Cambridge is a relatively small place, a city in name only from its university status. It has a compact centre and a lack of sprawl. In the early 1970s many of Syd’s old school friends, Tech friends, teachers and former band mates were still living there. It had a thriving local music scene, with Arts Lab activity, regular free concerts in Grantchester Meadows and on Midsummer Common, informal jam sessions at the Catholic Mission Hall at Fisher House, and impromptu gigs in the city’s numerous cellar bars and vegetarian cafes, and anywhere else where the ‘head’ population gathered in numbers. Syd was largely absent from all of this although he did became a familiar figure in the landscape again, often seen striding out with purpose, incongruously dressed in his pop-star clothes, burning off hyperactivity and the accumulated frustrations of an increasingly wasted creative life.
The one constant in his life was Gayla Pinion, Syd’s last serious girlfriend, their relationship having somehow survived the madness and chaos of Wetherby Mansions.
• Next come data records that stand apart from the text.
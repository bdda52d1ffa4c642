//! Copyright (c) 2025, Kirky.X
//!
//! MIT License
//!
//! 该模块定义了HTTP层的错误响应。

use crate::error::{ErrorCategory, SyncError};
use axum::extract::rejection::JsonRejection;
use axum::http::StatusCode;
use axum::response::{IntoResponse, Response};
use axum::Json;
use serde_json::json;
use tracing::{error, warn};

/// HTTP错误响应
///
/// 响应体只包含分类消息，不暴露驱动细节
#[derive(Debug, Clone, Copy, PartialEq, Eq)]
pub struct ApiError {
    category: ErrorCategory,
}

impl ApiError {
    pub fn category(&self) -> ErrorCategory {
        self.category
    }

    pub fn status_code(&self) -> StatusCode {
        match self.category {
            ErrorCategory::NotFound => StatusCode::NOT_FOUND,
            ErrorCategory::BadRequest => StatusCode::BAD_REQUEST,
            ErrorCategory::Internal => StatusCode::INTERNAL_SERVER_ERROR,
        }
    }
}

impl From<SyncError> for ApiError {
    fn from(err: SyncError) -> Self {
        let category = err.category();
        match category {
            ErrorCategory::Internal => error!("Request failed: {}", err),
            _ => warn!("Request rejected: {}", err),
        }
        Self { category }
    }
}

impl From<JsonRejection> for ApiError {
    fn from(rejection: JsonRejection) -> Self {
        warn!("Malformed request body: {}", rejection.body_text());
        Self {
            category: ErrorCategory::BadRequest,
        }
    }
}

impl IntoResponse for ApiError {
    fn into_response(self) -> Response {
        let body = Json(json!({ "error": self.category.message() }));
        (self.status_code(), body).into_response()
    }
}
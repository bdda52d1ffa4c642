//! Copyright (c) 2025, Kirky.X
//!
//! MIT License
//!
//! 该模块定义了进程内记录存储。

use super::RecordStore;
use crate::error::{Result, SyncError};
use crate::model::Record;
use async_trait::async_trait;
use std::collections::{BTreeMap, HashMap};
use std::sync::{Mutex, MutexGuard};

#[derive(Debug, Default)]
struct State {
    next_pk: u64,
    // 主键 -> 记录，按插入顺序迭代
    rows: BTreeMap<u64, Record>,
    // 记录标识符 -> 主键，承担唯一索引的职责
    index: HashMap<String, u64>,
}

/// 进程内记录存储
///
/// 与SQL实现保持相同语义：标识符唯一、按插入顺序返回、主键自增
#[derive(Debug, Default)]
pub struct MemoryStore {
    state: Mutex<State>,
}

impl MemoryStore {
    pub fn new() -> Self {
        Self::default()
    }

    /// 创建预置了记录的存储
    pub fn with_records(records: impl IntoIterator<Item = Record>) -> Result<Self> {
        let store = Self::new();
        for record in records {
            store.insert_sync(&record)?;
        }
        Ok(store)
    }

    pub fn len(&self) -> usize {
        self.lock().rows.len()
    }

    pub fn is_empty(&self) -> bool {
        self.len() == 0
    }

    fn lock(&self) -> MutexGuard<'_, State> {
        self.state.lock().unwrap_or_else(|poisoned| poisoned.into_inner())
    }

    fn insert_sync(&self, record: &Record) -> Result<String> {
        let mut state = self.lock();
        if state.index.contains_key(&record.id) {
            return Err(SyncError::Store(format!(
                "duplicate key value violates unique index on id: {}",
                record.id
            )));
        }
        state.next_pk += 1;
        let pk = state.next_pk;
        state.rows.insert(pk, record.clone());
        state.index.insert(record.id.clone(), pk);
        Ok(pk.to_string())
    }
}

#[async_trait]
impl RecordStore for MemoryStore {
    fn name(&self) -> &'static str {
        "memory"
    }

    async fn ensure_schema(&self) -> Result<()> {
        Ok(())
    }

    async fn find_one(&self, id: &str) -> Result<Record> {
        let state = self.lock();
        state
            .index
            .get(id)
            .and_then(|pk| state.rows.get(pk))
            .cloned()
            .ok_or_else(|| SyncError::NotFound(id.to_string()))
    }

    async fn find_all_into(&self, out: &mut Vec<Record>) -> Result<()> {
        let state = self.lock();
        out.extend(state.rows.values().cloned());
        Ok(())
    }

    async fn insert(&self, record: &Record) -> Result<String> {
        self.insert_sync(record)
    }

    async fn update_name(&self, id: &str, name: &str) -> Result<()> {
        let mut state = self.lock();
        let pk = *state
            .index
            .get(id)
            .ok_or_else(|| SyncError::NotFound(id.to_string()))?;
        if let Some(row) = state.rows.get_mut(&pk) {
            row.name = name.to_string();
        }
        Ok(())
    }

    async fn delete(&self, id: &str) -> Result<()> {
        let mut state = self.lock();
        let pk = state
            .index
            .remove(id)
            .ok_or_else(|| SyncError::NotFound(id.to_string()))?;
        state.rows.remove(&pk);
        Ok(())
    }

    async fn ping(&self) -> Result<()> {
        Ok(())
    }
}
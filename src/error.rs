//! Copyright (c) 2025, Kirky.X
//!
//! MIT License
//!
//! 该模块定义了记录服务的错误类型以及对外暴露的错误分类。

use thiserror::Error;

/// 记录服务错误类型枚举
///
/// 存储层错误对请求是致命的；缓存层错误在同步引擎边界被吞掉，只记录日志。
#[derive(Error, Debug)]
pub enum SyncError {
    /// 存储中不存在该记录
    #[error("Record not found: {0}")]
    NotFound(String),

    /// 缺少必填字段或字段为空
    #[error("Validation failed: {0}")]
    Validation(String),

    /// 权威存储不可达或操作失败
    #[error("Store operation failed: {0}")]
    Store(String),

    /// 缓存不可达或缓存条目损坏
    #[error("Cache operation failed: {0}")]
    Cache(String),

    /// 序列化错误
    #[error("Serialization error: {0}")]
    Serialization(String),

    /// 配置错误
    #[error("Configuration error: {0}")]
    Config(String),

    /// 超过请求截止时间
    #[error("Operation timed out: {0}")]
    Timeout(String),

    /// 上游取消了请求
    #[error("Operation cancelled")]
    Cancelled,

    /// Redis错误
    #[error("Redis error: {0}")]
    Redis(#[from] redis::RedisError),

    /// IO错误
    #[error("IO error: {0}")]
    Io(#[from] std::io::Error),
}

/// 对调用方可见的错误分类
///
/// 每个响应恰好属于 {成功, 未找到, 请求错误, 内部错误} 之一。
#[derive(Debug, Clone, Copy, PartialEq, Eq)]
pub enum ErrorCategory {
    NotFound,
    BadRequest,
    Internal,
}

impl ErrorCategory {
    /// 不包含任何驱动细节的对外消息
    pub fn message(&self) -> &'static str {
        match self {
            ErrorCategory::NotFound => "record not found",
            ErrorCategory::BadRequest => "invalid request",
            ErrorCategory::Internal => "internal error",
        }
    }
}

impl SyncError {
    /// 将错误映射为对外分类
    pub fn category(&self) -> ErrorCategory {
        match self {
            SyncError::NotFound(_) => ErrorCategory::NotFound,
            SyncError::Validation(_) => ErrorCategory::BadRequest,
            _ => ErrorCategory::Internal,
        }
    }

    /// 是否为缓存层错误（永远非致命）
    pub fn is_cache_failure(&self) -> bool {
        matches!(self, SyncError::Cache(_) | SyncError::Redis(_))
    }

    pub(crate) fn cache<E: std::fmt::Display>(e: E) -> Self {
        SyncError::Cache(e.to_string())
    }
}

impl From<sea_orm::DbErr> for SyncError {
    fn from(e: sea_orm::DbErr) -> Self {
        SyncError::Store(e.to_string())
    }
}

/// 操作结果类型别名
pub type Result<T> = std::result::Result<T, SyncError>;
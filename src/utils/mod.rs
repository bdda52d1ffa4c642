//! Copyright (c) 2025, Kirky.X
//!
//! MIT License
//!
//! 工具模块
//!
//! 提供日志脱敏等通用函数

pub mod redaction;

pub use redaction::{redact_connection_string, redact_value};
Back in Cambridge Syd and Gayla discussed marriage, Syd showing the same penchant for old-fashioned courtship values that he had once entertained with Libby. Gayla found a job at Joshua Taylor, the Cambridge department store, and the pair got engaged in October 1970. An announcement was even placed in the local paper.
Unfortunately Syd chose a joint family gathering to celebrate the engagement as the opportunity to first throw tomato soup over Gayla, and then later during the meal to disappear upstairs and cut off his long hair. With that immaculate sense of English reserve that Ionesco had so savagely pinpointed in The Bald Prima Donna, none of those present acknowledged the incident as anything other than normal when Syd returned from the bathroom freshly shorn. Peter Jenner referred to the hair shearing as a ‘goodbye to all that’ gesture, a symbolic shedding of the last vestiges of pop stardom. Syd’s dismayed and embarrassed brothers and sisters might have viewed the incident somewhat differently.
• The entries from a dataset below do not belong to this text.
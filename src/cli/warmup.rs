use crate::app::App;
use crate::cli::WarmupArgs;
use crate::sync::WarmupReport;
use crate::telemetry::init_tracing;
use anyhow::{Context, Result};

pub async fn execute(args: &WarmupArgs) -> Result<()> {
    let mut config = super::load_config(args.config.as_ref())?;
    init_tracing(&config.telemetry, env!("CARGO_PKG_NAME"))?;

    // 显式调用时总是执行
    config.warmup.enabled = true;

    let app = App::bootstrap(config)
        .await
        .context("Failed to initialise record service")?;

    println!("Starting cache warmup...");
    let report = app.warmup.run(&app.engine).await?;
    display_report(&report);
    Ok(())
}

fn display_report(report: &WarmupReport) {
    println!("=== Warmup Report ===\n");
    println!("Status:          ✅ COMPLETED");
    println!("Loaded Items:    {}", report.loaded);
    println!("Failed Items:    {}", report.failed);
}
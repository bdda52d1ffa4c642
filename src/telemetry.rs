//! Copyright (c) 2025-2026, Kirky.X
//!
//! MIT License
//!
//! 该模块定义了记录服务的日志和链路追踪初始化。

use crate::config::TelemetryConfig;
use crate::error::{Result, SyncError};
use opentelemetry::global;
use opentelemetry::trace::TracerProvider;
use opentelemetry_sdk::trace::TracerProvider as SdkTracerProvider;
use tracing_subscriber::layer::SubscriberExt;
use tracing_subscriber::util::SubscriberInitExt;
use tracing_subscriber::{EnvFilter, Layer, Registry};

/// 初始化日志和链路追踪
///
/// 此函数应该在应用程序启动时调用一次。`RUST_LOG` 优先于配置中的日志级别。
///
/// # 参数
///
/// * `config` - 遥测配置
/// * `service_name` - 服务名称，用作 tracer 名称
pub fn init_tracing(config: &TelemetryConfig, service_name: &str) -> Result<()> {
    let filter = EnvFilter::try_from_default_env()
        .or_else(|_| EnvFilter::try_new(&config.level))
        .map_err(|e| SyncError::Config(format!("Invalid log level '{}': {}", config.level, e)))?;

    let fmt_layer = if config.json {
        tracing_subscriber::fmt::layer().json().boxed()
    } else {
        tracing_subscriber::fmt::layer().with_target(true).boxed()
    };

    let otel_layer = if config.opentelemetry {
        // 没有配置导出器，span 只在进程内可见
        let provider = SdkTracerProvider::builder().build();
        global::set_tracer_provider(provider.clone());
        let tracer = provider.tracer(service_name.to_string());
        Some(tracing_opentelemetry::layer().with_tracer(tracer))
    } else {
        None
    };

    Registry::default()
        .with(filter)
        .with(fmt_layer)
        .with(otel_layer)
        .try_init()
        .map_err(|e| SyncError::Config(format!("Failed to install subscriber: {}", e)))
}
//! Copyright (c) 2025, Kirky.X
//!
//! MIT License
//!
//! SQL存储集成测试（SeaORM + SQLite）

#[path = "../common/mod.rs"]
mod common;

use common::{build_engine, setup_logging};
use oxrecord::backend::MemoryBackend;
use oxrecord::config::StoreConfig;
use oxrecord::error::SyncError;
use oxrecord::store::{RecordStore, SqlStore};
use oxrecord::{PoolSet, Record, RequestContext};
use secrecy::SecretString;
use std::sync::Arc;

fn sqlite_config(url: &str) -> StoreConfig {
    StoreConfig {
        connection_string: SecretString::new(url.to_string().into()),
        ..Default::default()
    }
}

async fn memory_store() -> SqlStore {
    let store = SqlStore::connect(&sqlite_config("sqlite::memory:"))
        .await
        .expect("sqlite memory store should open");
    store.ensure_schema().await.unwrap();
    store
}

#[tokio::test]
async fn test_sqlite_crud() {
    setup_logging();
    let store = memory_store().await;

    assert_eq!(store.name(), "sqlite");
    let pk = store.insert(&Record::new("u1", "Ada")).await.unwrap();
    assert_eq!(pk, "1");

    assert_eq!(store.find_one("u1").await.unwrap(), Record::new("u1", "Ada"));

    store.update_name("u1", "Ada L.").await.unwrap();
    assert_eq!(store.find_one("u1").await.unwrap().name, "Ada L.");

    // 名称未变化的更新仍然成功
    store.update_name("u1", "Ada L.").await.unwrap();

    store.delete("u1").await.unwrap();
    assert!(matches!(
        store.find_one("u1").await,
        Err(SyncError::NotFound(_))
    ));
}

#[tokio::test]
async fn test_sqlite_missing_records() {
    let store = memory_store().await;

    assert!(matches!(
        store.update_name("ghost", "x").await,
        Err(SyncError::NotFound(_))
    ));
    assert!(matches!(
        store.delete("ghost").await,
        Err(SyncError::NotFound(_))
    ));
    assert!(store.find_all().await.unwrap().is_empty());
}

#[tokio::test]
async fn test_sqlite_unique_index_rejects_duplicates() {
    let store = memory_store().await;

    store.insert(&Record::new("u1", "Ada")).await.unwrap();
    let err = store.insert(&Record::new("u1", "Eve")).await.unwrap_err();
    assert!(matches!(err, SyncError::Store(_)));
    assert_eq!(store.find_one("u1").await.unwrap().name, "Ada");
}

#[tokio::test]
async fn test_sqlite_find_all_in_insertion_order() {
    let store = memory_store().await;

    for (id, name) in [("c", "3"), ("a", "1"), ("b", "2")] {
        store.insert(&Record::new(id, name)).await.unwrap();
    }

    let ids: Vec<String> = store
        .find_all()
        .await
        .unwrap()
        .into_iter()
        .map(|r| r.id)
        .collect();
    assert_eq!(ids, vec!["c", "a", "b"]);

    // 追加而不是覆盖
    let mut out = vec![Record::new("x", "existing")];
    store.find_all_into(&mut out).await.unwrap();
    assert_eq!(out.len(), 4);
    assert_eq!(out[0].id, "x");
}

#[tokio::test]
async fn test_sqlite_schema_is_idempotent() {
    let store = memory_store().await;
    store.insert(&Record::new("u1", "Ada")).await.unwrap();

    store.ensure_schema().await.unwrap();
    assert_eq!(store.find_all().await.unwrap().len(), 1);
    store.ping().await.unwrap();
}

#[tokio::test]
async fn test_sqlite_file_store_persists_across_connections() {
    setup_logging();

    let dir = tempfile::tempdir().unwrap();
    let path = dir.path().join("nested").join("records.db");
    let url = format!("sqlite://{}?mode=rwc", path.display());

    {
        let store = SqlStore::connect(&sqlite_config(&url)).await.unwrap();
        store.ensure_schema().await.unwrap();
        store.insert(&Record::new("u1", "Ada")).await.unwrap();
        store.insert(&Record::new("u2", "Grace")).await.unwrap();
    }

    let store = SqlStore::connect(&sqlite_config(&url)).await.unwrap();
    store.ensure_schema().await.unwrap();
    assert!(path.exists());
    assert_eq!(store.find_all().await.unwrap().len(), 2);
    assert_eq!(store.insert(&Record::new("u3", "Linus")).await.unwrap(), "3");
}

#[tokio::test]
async fn test_engine_over_sqlite() {
    setup_logging();

    let store = Arc::new(memory_store().await);
    let engine = build_engine(store, Arc::new(MemoryBackend::new()), PoolSet::default());
    let ctx = RequestContext::background();

    assert_eq!(
        engine.create(&ctx, &Record::new("u1", "Ada")).await.unwrap(),
        "1"
    );
    engine.update(&ctx, "u1", "Ada L.").await.unwrap();
    assert_eq!(engine.read_one(&ctx, "u1").await.unwrap().name, "Ada L.");

    engine.delete(&ctx, "u1").await.unwrap();
    assert!(matches!(
        engine.read_one(&ctx, "u1").await,
        Err(SyncError::NotFound(_))
    ));
    assert!(engine.read_all(&ctx).await.unwrap().is_empty());
}
//! Copyright (c) 2025, Kirky.X
//!
//! MIT License
//!
//! 该模块定义了请求上下文，携带上游传入的截止时间和取消信号。

use crate::error::{Result, SyncError};
use std::future::Future;
use std::time::Duration;
use tokio::time::Instant;
use tokio_util::sync::CancellationToken;

/// 请求上下文
///
/// 同步引擎的每个入口都接收一个上下文。被上下文保护的操作在取消或超过截止时间时
/// 立即返回，对应的底层调用被丢弃。
#[derive(Debug, Clone)]
pub struct RequestContext {
    deadline: Option<Instant>,
    cancel: CancellationToken,
}

impl Default for RequestContext {
    fn default() -> Self {
        Self::background()
    }
}

impl RequestContext {
    /// 无截止时间、不会被外部取消的上下文
    pub fn background() -> Self {
        Self {
            deadline: None,
            cancel: CancellationToken::new(),
        }
    }

    /// 从现在起 `timeout` 后到期的上下文
    pub fn with_timeout(timeout: Duration) -> Self {
        Self::background().timeout(timeout)
    }

    /// 绑定到给定取消令牌的上下文
    pub fn with_token(cancel: CancellationToken) -> Self {
        Self {
            deadline: None,
            cancel,
        }
    }

    /// 设置相对截止时间，`Duration::ZERO` 表示不限制
    pub fn timeout(mut self, timeout: Duration) -> Self {
        self.deadline = if timeout.is_zero() {
            None
        } else {
            Some(Instant::now() + timeout)
        };
        self
    }

    pub fn deadline(&self) -> Option<Instant> {
        self.deadline
    }

    pub fn is_cancelled(&self) -> bool {
        self.cancel.is_cancelled()
    }

    /// 取消该上下文及其派生的所有操作
    pub fn cancel(&self) {
        self.cancel.cancel();
    }

    /// 在上下文约束下执行操作
    ///
    /// 取消返回 [`SyncError::Cancelled`]，超时返回 [`SyncError::Timeout`]
    pub async fn run<T, F>(&self, op: &'static str, fut: F) -> Result<T>
    where
        F: Future<Output = Result<T>>,
    {
        if self.cancel.is_cancelled() {
            return Err(SyncError::Cancelled);
        }

        let guarded = async {
            tokio::select! {
                biased;
                _ = self.cancel.cancelled() => Err(SyncError::Cancelled),
                res = fut => res,
            }
        };

        match self.deadline {
            Some(deadline) => match tokio::time::timeout_at(deadline, guarded).await {
                Ok(res) => res,
                Err(_) => Err(SyncError::Timeout(op.to_string())),
            },
            None => guarded.await,
        }
    }
}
If the cutting of his long hair does point to some sort of ritualistic cleansing, other more drastic and disturbing incidents from that time indicate that Syd was attempting to rub out his old life altogether.
‘He gave me all his diaries when I was married in 1967 and I went to meet him when our son was born in 1970 and took the diaries back,’ says Libby. ‘And he burnt them all unfortunately. I should have kept them. His girlfriend phoned me and said, “He’s burnt them. You should have kept them.” Each page was ledger-size with his tiny writing. He filled pages every day. Everything he ever did. What he thought. What he was reading. I shouldn’t have taken them back. It was a real last-minute decision. I thought, “I don’t need them. It would be nice for him to have them.” I had my diaries and they were lovely to look at and think, “Heavens, was I that naive?” or whatever. In the middle of these Pink Floyd things I’d write about what we had for lunch. He had things like that and it’s nice to remember those times, but, no, they went.’
By the age of twenty-five Syd seemed to be in retreat from everyone and everything. He had stopped developing as a painter. His guitar playing reverted to blues roots, and he no longer seemed capable of sustaining any kind of artistic, emotional or spiritual impulse.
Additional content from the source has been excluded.